Ein junger Mensch pflanzte viele Samen in Töpfe. Er goss sie, hegte und pflegte sie. Und eines Tages begannen sie, zu wachsen und zu gedeihen und Knospen zu treiben. Nur ein Same wollte und wollte einfach keine Blüten bringen und wuchs langsamer und kümmerlicher als alle anderen. Der Mensch ärgerte sich sehr darüber und beschloss diesen Samen aus seinem Topf zu entfernen und wegzuwerfen. Auf seinem Heimweg warf er ihn achtlos in den Straßengraben und vergaß den Samen.

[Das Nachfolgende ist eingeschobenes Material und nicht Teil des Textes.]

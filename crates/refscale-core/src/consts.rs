/// Millimeters in one inch.
pub const MM_PER_INCH: f32 = 25.4;

/// Logical DPI assumed when the platform does not report one.
pub const DEFAULT_LOGICAL_DPI: f32 = 96.0;

/// Smallest diameter the sizing slider reaches (mm).
pub const SLIDER_MIN_MM: f32 = 10.0;

/// Largest diameter the sizing slider reaches: 4.00 in.
pub const SLIDER_MAX_MM: f32 = 101.6;

/// Slider resolution. One tick is a tenth of a millimeter.
pub const SLIDER_TICKS_PER_MM: f32 = 10.0;

/// Diameter shown when the sizing screen first opens (inches).
pub const DEFAULT_DIAMETER_IN: f32 = 1.5;

/// Space kept clear on every side of the reference circle (px).
pub const DEFAULT_CANVAS_MARGIN: f32 = 30.0;

/// Outline width of the reference circle (px).
pub const CIRCLE_PEN_WIDTH: f32 = 3.0;

/// Median blur kernel applied before circle detection. Must be odd.
pub const DEFAULT_MEDIAN_KSIZE: usize = 21;

/// Inverse ratio of accumulator resolution to image resolution.
pub const DEFAULT_HOUGH_DP: f32 = 1.0;

/// Minimum distance between detected circle centers (px).
pub const DEFAULT_HOUGH_MIN_DIST: f32 = 100.0;

/// Upper Canny threshold. The lower one is half of it.
pub const DEFAULT_HOUGH_PARAM1: f32 = 300.0;

/// Accumulator votes needed for a center to count as a circle.
pub const DEFAULT_HOUGH_PARAM2: f32 = 15.0;

/// Smallest radius searched (px).
pub const DEFAULT_HOUGH_MIN_RADIUS: u32 = 250;

/// Largest radius searched (px). Zero means "up to the image size".
pub const DEFAULT_HOUGH_MAX_RADIUS: u32 = 400;

/// Gaussian sigma (accumulator cells) used to smooth Hough votes before
/// peak picking.
pub const HOUGH_ACCUM_SIGMA: f32 = 2.0;

/// An edge pixel supports a center only if its gradient is within ~25° of
/// the line to that center.
pub const HOUGH_ALIGN_COS: f64 = 0.9;

/// Circle fit iterations run on each accumulator peak.
pub const HOUGH_REFINE_PASSES: usize = 3;

/// Detected centers must lie within this many pixels of the image center
/// on each axis.
pub const DEFAULT_CENTER_TOLERANCE: f32 = 70.0;

/// Minimum pixel count (h*w) to use row-level Rayon parallelism.
pub const PARALLEL_PIXEL_THRESHOLD: usize = 65_536;

/// Number of grey levels used by the histogram median filter.
pub const GRAY_LEVELS: usize = 256;

/// ITU-R BT.601 luminance coefficient for the red channel.
pub const LUMINANCE_R: f32 = 0.299;

/// ITU-R BT.601 luminance coefficient for the green channel.
pub const LUMINANCE_G: f32 = 0.587;

/// ITU-R BT.601 luminance coefficient for the blue channel.
pub const LUMINANCE_B: f32 = 0.114;

/// Overlay colour of the center tolerance ring.
pub const OVERLAY_TOLERANCE_COLOR: [u8; 3] = [200, 0, 0];

/// Overlay colour of the min/max radius bounds.
pub const OVERLAY_BOUNDS_COLOR: [u8; 3] = [200, 200, 0];

/// Overlay colour of accepted circles and their centers.
pub const OVERLAY_CIRCLE_COLOR: [u8; 3] = [0, 0, 255];

pub const OVERLAY_TOLERANCE_THICKNESS: u32 = 3;
pub const OVERLAY_BOUNDS_THICKNESS: u32 = 10;
pub const OVERLAY_CIRCLE_THICKNESS: u32 = 10;
pub const OVERLAY_CENTER_THICKNESS: u32 = 15;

Jahrzehnte zogen ins Land und als alter Mann kam er wieder in die Gegend seiner Jugend. Die sengende Hitze des Sommers brannte und er beschloss, eine Pause zu machen. Er setzte sich unter einen großen Baum und genoss die Kühle seines Schattens. Und er war nicht der einzige. Der Baum hatte eine so große Krone, dass ganze fünf Menschen gemeinsam darunter Schutz vor der Sonne fanden. Sie kamen mit dem alten Mann ins Gespräch und erzählten ihm von einem klugen Menschen, der vor vielen Jahren den Samen für diesen Baum gepflanzt hatte, um zukünftigen Reisenden zu helfen, der vorausdachte und nicht nur an sich selbst, der sich die Zeit nahm, einen Samen zu pflanzen, der erst unscheinbar und klein war und erst lange Zeit später zu einem prächtigen Baum heranwachsen sollte.

Da wurde dem alten Mann klar, dass sie von seinem Samen und seiner Tat sprachen, und ihm wurde ganz seltsam dabei, denn er hatte einst aus ganz anderen – egoistischen – Gründen gehandelt. Nun lobten diese fremden Menschen sein Tun ohne die Wahrheit zu ahnen. An diesem Tag schwor sich der Mann, nie wieder voreilig einen Samen wegzuwerfen. Denn er hatte begriffen, dass aus jedem noch so kleinen, unscheinbaren Ding etwas Großes, Wundervolles werden kann.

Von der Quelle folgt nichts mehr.